=== Begin Enclosure ===
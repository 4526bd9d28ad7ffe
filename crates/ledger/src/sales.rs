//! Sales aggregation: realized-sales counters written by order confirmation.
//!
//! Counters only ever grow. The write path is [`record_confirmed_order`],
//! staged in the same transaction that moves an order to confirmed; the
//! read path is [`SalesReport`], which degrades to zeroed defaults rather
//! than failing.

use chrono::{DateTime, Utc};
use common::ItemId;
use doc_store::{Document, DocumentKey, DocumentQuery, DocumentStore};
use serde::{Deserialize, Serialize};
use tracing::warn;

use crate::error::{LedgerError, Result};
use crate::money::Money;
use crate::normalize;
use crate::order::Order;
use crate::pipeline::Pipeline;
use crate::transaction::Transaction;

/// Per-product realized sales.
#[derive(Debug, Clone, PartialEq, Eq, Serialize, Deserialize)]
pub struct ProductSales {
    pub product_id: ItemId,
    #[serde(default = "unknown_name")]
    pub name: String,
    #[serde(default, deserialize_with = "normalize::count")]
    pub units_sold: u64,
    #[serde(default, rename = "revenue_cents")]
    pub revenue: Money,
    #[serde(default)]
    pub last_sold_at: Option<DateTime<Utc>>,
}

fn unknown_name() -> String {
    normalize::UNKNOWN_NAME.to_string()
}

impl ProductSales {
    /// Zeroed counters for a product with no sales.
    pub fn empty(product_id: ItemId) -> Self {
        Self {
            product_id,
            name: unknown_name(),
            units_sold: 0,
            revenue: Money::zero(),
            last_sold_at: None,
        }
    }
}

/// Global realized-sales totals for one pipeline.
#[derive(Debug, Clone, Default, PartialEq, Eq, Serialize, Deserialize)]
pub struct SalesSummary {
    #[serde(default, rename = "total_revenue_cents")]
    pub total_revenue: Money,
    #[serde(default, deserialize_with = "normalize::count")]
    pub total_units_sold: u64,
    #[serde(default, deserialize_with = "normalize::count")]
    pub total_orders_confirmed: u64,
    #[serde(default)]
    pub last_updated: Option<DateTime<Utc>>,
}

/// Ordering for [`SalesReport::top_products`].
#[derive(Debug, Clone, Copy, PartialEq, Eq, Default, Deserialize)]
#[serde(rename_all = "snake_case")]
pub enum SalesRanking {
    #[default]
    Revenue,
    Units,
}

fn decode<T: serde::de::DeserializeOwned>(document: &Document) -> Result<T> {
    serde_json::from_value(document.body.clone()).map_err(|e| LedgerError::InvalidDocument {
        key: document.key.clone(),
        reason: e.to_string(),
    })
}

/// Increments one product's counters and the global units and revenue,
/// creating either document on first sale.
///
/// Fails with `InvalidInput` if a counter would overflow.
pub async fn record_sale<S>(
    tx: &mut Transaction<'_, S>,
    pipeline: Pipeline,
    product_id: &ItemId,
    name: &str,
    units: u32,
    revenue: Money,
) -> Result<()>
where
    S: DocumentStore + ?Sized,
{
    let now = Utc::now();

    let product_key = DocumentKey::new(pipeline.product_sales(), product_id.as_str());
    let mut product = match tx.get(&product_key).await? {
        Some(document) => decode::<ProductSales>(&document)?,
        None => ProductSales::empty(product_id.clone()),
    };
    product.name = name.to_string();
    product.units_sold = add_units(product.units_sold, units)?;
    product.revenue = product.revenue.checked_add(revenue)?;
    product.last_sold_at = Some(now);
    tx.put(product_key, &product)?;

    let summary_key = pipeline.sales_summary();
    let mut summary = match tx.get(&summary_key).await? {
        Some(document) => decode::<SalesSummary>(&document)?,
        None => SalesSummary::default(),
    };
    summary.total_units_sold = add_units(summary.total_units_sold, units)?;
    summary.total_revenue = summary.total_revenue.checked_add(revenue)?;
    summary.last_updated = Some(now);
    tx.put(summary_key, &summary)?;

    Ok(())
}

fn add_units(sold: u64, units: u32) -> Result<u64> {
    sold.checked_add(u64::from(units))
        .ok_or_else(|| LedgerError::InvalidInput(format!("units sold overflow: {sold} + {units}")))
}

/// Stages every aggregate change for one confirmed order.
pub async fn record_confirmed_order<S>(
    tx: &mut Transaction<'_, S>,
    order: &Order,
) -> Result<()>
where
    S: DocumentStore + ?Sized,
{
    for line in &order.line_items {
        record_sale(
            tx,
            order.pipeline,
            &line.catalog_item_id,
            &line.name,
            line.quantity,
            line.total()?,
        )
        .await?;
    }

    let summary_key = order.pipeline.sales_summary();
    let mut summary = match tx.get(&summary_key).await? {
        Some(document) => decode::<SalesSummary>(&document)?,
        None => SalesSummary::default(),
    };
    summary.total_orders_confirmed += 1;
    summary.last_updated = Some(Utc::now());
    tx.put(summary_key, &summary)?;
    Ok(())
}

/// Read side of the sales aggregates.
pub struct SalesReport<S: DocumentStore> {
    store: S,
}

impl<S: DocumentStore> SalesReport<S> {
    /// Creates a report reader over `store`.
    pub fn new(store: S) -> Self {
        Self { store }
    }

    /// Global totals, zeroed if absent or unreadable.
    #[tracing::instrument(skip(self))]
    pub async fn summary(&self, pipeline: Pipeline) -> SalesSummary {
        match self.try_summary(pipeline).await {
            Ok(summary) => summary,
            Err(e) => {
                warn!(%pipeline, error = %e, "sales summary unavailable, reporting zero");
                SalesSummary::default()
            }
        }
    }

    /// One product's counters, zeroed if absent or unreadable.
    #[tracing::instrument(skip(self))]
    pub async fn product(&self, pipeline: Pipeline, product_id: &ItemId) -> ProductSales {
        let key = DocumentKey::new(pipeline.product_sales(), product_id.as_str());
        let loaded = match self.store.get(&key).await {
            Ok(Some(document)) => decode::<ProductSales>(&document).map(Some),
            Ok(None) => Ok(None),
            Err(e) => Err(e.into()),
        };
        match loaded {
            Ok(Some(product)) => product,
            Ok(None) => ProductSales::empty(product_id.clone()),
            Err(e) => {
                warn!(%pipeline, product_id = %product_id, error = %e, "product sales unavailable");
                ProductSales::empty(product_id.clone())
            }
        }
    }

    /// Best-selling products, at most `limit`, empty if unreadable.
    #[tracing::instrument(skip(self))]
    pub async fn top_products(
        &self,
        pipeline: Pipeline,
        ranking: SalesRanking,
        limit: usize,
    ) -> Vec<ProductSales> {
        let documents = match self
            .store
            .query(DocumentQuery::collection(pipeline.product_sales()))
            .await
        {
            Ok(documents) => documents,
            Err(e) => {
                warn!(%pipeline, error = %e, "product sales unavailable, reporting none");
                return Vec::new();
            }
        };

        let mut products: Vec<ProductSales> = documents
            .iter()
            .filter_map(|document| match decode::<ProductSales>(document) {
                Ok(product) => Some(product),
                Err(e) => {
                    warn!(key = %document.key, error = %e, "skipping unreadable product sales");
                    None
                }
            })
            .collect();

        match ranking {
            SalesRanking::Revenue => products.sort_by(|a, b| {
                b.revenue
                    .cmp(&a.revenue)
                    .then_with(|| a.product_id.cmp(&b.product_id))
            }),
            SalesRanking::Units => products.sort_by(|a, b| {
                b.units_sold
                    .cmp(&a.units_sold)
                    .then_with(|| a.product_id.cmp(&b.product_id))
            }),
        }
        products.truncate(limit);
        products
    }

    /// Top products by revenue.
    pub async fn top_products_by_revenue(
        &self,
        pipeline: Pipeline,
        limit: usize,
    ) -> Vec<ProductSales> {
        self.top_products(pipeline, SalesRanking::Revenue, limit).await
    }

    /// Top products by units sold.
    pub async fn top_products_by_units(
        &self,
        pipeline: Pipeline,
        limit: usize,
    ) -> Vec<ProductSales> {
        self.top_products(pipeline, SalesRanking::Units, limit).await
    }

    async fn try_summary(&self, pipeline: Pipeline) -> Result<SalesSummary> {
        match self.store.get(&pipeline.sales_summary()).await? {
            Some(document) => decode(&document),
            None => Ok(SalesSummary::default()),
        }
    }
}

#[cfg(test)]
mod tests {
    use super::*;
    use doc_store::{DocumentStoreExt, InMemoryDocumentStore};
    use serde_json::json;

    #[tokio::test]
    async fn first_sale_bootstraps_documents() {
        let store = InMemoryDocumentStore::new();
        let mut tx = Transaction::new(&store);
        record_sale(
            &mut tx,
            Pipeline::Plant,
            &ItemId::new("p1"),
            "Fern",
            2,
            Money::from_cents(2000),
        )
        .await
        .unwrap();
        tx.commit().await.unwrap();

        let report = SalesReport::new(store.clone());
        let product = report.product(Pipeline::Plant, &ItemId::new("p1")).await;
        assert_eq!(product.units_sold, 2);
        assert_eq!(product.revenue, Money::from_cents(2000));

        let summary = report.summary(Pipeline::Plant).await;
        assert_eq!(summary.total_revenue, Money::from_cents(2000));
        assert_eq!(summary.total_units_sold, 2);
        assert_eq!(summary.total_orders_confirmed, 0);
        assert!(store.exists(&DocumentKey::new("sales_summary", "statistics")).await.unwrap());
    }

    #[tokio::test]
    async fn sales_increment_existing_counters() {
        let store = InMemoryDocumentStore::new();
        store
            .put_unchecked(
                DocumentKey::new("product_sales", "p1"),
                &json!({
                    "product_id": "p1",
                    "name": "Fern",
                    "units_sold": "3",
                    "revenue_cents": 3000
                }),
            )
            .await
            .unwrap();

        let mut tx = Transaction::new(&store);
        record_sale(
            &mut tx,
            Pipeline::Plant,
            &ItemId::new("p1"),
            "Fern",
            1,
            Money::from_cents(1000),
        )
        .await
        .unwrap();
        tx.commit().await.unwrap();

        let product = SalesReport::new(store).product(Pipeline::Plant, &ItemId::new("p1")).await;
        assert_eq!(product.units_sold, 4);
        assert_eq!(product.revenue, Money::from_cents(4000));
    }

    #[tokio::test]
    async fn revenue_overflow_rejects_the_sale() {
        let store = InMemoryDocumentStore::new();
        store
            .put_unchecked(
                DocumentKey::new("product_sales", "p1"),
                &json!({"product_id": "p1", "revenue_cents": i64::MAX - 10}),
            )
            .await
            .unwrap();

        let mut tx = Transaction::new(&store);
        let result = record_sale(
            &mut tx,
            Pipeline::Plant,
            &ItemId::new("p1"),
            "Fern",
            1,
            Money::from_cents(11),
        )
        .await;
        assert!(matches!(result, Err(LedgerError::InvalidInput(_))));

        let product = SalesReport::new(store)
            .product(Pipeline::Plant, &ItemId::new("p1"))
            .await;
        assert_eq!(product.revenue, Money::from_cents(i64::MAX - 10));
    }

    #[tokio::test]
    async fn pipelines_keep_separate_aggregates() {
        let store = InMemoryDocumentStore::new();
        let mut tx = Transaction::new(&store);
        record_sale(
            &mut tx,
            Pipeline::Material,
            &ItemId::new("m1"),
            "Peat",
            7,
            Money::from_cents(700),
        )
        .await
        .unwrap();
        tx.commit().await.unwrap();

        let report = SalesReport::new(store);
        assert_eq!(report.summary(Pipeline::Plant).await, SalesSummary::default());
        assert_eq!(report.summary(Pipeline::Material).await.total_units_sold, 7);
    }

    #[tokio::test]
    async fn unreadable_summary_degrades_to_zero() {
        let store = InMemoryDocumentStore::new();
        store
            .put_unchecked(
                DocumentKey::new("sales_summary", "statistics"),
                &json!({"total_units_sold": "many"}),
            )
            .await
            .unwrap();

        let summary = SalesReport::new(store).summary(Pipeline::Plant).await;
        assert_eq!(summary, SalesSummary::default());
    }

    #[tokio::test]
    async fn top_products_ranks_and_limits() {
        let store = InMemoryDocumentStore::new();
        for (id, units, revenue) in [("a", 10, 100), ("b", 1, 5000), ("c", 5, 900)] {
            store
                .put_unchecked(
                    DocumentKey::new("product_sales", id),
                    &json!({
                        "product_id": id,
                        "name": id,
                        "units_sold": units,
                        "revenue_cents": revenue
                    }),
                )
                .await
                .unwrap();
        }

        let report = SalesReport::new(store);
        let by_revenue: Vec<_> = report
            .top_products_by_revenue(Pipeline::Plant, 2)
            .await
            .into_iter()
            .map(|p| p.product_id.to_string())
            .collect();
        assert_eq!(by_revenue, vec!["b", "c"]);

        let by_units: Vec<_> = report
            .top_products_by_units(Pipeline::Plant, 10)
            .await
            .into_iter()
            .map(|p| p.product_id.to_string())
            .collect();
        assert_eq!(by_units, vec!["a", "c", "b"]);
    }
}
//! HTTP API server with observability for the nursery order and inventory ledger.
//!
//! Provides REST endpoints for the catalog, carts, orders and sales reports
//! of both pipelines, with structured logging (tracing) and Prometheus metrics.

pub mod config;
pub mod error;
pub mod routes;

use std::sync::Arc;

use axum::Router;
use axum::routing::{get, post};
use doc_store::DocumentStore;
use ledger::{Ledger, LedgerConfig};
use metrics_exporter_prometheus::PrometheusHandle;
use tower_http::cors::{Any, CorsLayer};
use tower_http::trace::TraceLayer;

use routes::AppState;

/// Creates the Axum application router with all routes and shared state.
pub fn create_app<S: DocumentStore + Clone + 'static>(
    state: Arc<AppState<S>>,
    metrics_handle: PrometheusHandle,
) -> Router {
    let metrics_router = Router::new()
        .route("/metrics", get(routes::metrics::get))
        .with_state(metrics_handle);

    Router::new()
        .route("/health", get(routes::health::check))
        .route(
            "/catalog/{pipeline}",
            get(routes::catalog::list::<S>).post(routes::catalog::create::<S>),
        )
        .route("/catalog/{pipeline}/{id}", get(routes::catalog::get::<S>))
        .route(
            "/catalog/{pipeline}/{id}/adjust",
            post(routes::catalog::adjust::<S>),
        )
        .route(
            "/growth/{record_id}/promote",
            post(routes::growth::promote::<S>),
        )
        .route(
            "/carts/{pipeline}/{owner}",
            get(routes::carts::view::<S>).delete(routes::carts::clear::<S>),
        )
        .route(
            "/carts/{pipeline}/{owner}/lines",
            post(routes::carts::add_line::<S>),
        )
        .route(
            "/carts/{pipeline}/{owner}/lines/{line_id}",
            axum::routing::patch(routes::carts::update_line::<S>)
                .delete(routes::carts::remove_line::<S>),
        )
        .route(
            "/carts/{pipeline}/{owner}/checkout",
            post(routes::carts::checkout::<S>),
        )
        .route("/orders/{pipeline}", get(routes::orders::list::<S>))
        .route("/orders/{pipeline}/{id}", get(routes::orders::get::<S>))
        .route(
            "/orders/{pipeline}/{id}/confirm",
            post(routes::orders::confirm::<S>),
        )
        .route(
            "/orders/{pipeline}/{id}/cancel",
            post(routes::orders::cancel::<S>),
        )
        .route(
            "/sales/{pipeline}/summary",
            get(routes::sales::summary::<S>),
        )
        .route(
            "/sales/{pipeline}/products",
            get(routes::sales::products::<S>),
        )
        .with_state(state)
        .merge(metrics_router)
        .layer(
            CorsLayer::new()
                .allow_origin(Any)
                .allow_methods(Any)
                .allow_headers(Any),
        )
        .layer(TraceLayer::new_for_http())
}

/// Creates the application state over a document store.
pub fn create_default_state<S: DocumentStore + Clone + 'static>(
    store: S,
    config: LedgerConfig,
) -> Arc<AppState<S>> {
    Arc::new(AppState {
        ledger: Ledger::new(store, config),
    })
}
=== End Enclosure ===
* [TASK TO CARRY OUT]
Reproduce the listing word for word from its first line up to and including the line with "to confirmed; the". Give no other lines.

* [SOLUTION FOR THIS TASK]
repository 4526bd9d28ad7ffe
filename crates/ledger/src/sales.rs
//! Sales aggregation: realized-sales counters written by order confirmation.
//!
//! Counters only ever grow. The write path is [`record_confirmed_order`],
//! staged in the same transaction that moves an order to confirmed; the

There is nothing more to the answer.